*INPUT RECORDS:*

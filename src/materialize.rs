use std::mem::size_of;

use crate::data::model::Sample;
use crate::error::{DescriptorError, Result};

/// Label columns per sample.
pub const LABEL_WIDTH: usize = 1;

/// Bytes needed to hold `samples` rows of `feature_width + label_width` `f32`s.
pub fn estimate_bytes(samples: usize, feature_width: usize, label_width: usize) -> u64 {
    samples as u64 * (feature_width + label_width) as u64 * size_of::<f32>() as u64
}

/// The fully processed dataset as two dense row-major matrices.
#[derive(Debug, Clone)]
pub struct MaterializedCache {
    features: Vec<f32>,
    labels: Vec<f32>,
    feature_width: usize,
    len: usize,
}

impl MaterializedCache {
    /// Collect every sample; all rows must share `feature_width`.
    pub fn collect<I>(samples: I, feature_width: usize, len_hint: usize) -> Result<Self>
    where
        I: IntoIterator<Item = Result<Sample>>,
    {
        let mut features = Vec::with_capacity(len_hint * feature_width);
        let mut labels = Vec::with_capacity(len_hint * LABEL_WIDTH);
        let mut len = 0;
        for sample in samples {
            let sample = sample?;
            if sample.features.len() != feature_width || sample.label.len() != LABEL_WIDTH {
                return Err(DescriptorError::DataInconsistency(format!(
                    "sample {len} has shape ({}, {}), expected ({feature_width}, {LABEL_WIDTH})",
                    sample.features.len(),
                    sample.label.len()
                )));
            }
            features.extend_from_slice(&sample.features);
            labels.extend_from_slice(&sample.label);
            len += 1;
        }
        Ok(MaterializedCache {
            features,
            labels,
            feature_width,
            len,
        })
    }

    pub fn len(&self) -> usize {
        self.len
    }

    pub fn is_empty(&self) -> bool {
        self.len == 0
    }

    pub fn feature_width(&self) -> usize {
        self.feature_width
    }

    pub fn features(&self, index: usize) -> Option<&[f32]> {
        (index < self.len)
            .then(|| &self.features[index * self.feature_width..(index + 1) * self.feature_width])
    }

    pub fn get(&self, index: usize) -> Option<Sample> {
        let features = self.features(index)?.to_vec();
        let label = self.labels[index * LABEL_WIDTH..(index + 1) * LABEL_WIDTH].to_vec();
        Some(Sample { features, label })
    }

    /// Actual bytes held by the two matrices.
    pub fn size_bytes(&self) -> u64 {
        estimate_bytes(self.len, self.feature_width, LABEL_WIDTH)
    }
}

*WHAT YOU ARE ASKED TO DO:*
Would you output all of the material exactly as it reads?

*EXERCISE SOLUTION:*
filename src/materialize.rs
use std::mem::size_of;

use crate::data::model::Sample;
use crate::error::{DescriptorError, Result};

/// Label columns per sample.
pub const LABEL_WIDTH: usize = 1;

/// Bytes needed to hold `samples` rows of `feature_width + label_width` `f32`s.
pub fn estimate_bytes(samples: usize, feature_width: usize, label_width: usize) -> u64 {
    samples as u64 * (feature_width + label_width) as u64 * size_of::<f32>() as u64
}

/// The fully processed dataset as two dense row-major matrices.
#[derive(Debug, Clone)]
pub struct MaterializedCache {
    features: Vec<f32>,
    labels: Vec<f32>,
    feature_width: usize,
    len: usize,
}

impl MaterializedCache {
    /// Collect every sample; all rows must share `feature_width`.
    pub fn collect<I>(samples: I, feature_width: usize, len_hint: usize) -> Result<Self>
    where
        I: IntoIterator<Item = Result<Sample>>,
    {
        let mut features = Vec::with_capacity(len_hint * feature_width);
        let mut labels = Vec::with_capacity(len_hint * LABEL_WIDTH);
        let mut len = 0;
        for sample in samples {
            let sample = sample?;
            if sample.features.len() != feature_width || sample.label.len() != LABEL_WIDTH {
                return Err(DescriptorError::DataInconsistency(format!(
                    "sample {len} has shape ({}, {}), expected ({feature_width}, {LABEL_WIDTH})",
                    sample.features.len(),
                    sample.label.len()
                )));
            }
            features.extend_from_slice(&sample.features);
            labels.extend_from_slice(&sample.label);
            len += 1;
        }
        Ok(MaterializedCache {
            features,
            labels,
            feature_width,
            len,
        })
    }

    pub fn len(&self) -> usize {
        self.len
    }

    pub fn is_empty(&self) -> bool {
        self.len == 0
    }

    pub fn feature_width(&self) -> usize {
        self.feature_width
    }

    pub fn features(&self, index: usize) -> Option<&[f32]> {
        (index < self.len)
            .then(|| &self.features[index * self.feature_width..(index + 1) * self.feature_width])
    }

    pub fn get(&self, index: usize) -> Option<Sample> {
        let features = self.features(index)?.to_vec();
        let label = self.labels[index * LABEL_WIDTH..(index + 1) * LABEL_WIDTH].to_vec();
        Some(Sample { features, label })
    }

    /// Actual bytes held by the two matrices.
    pub fn size_bytes(&self) -> u64 {
        estimate_bytes(self.len, self.feature_width, LABEL_WIDTH)
    }
}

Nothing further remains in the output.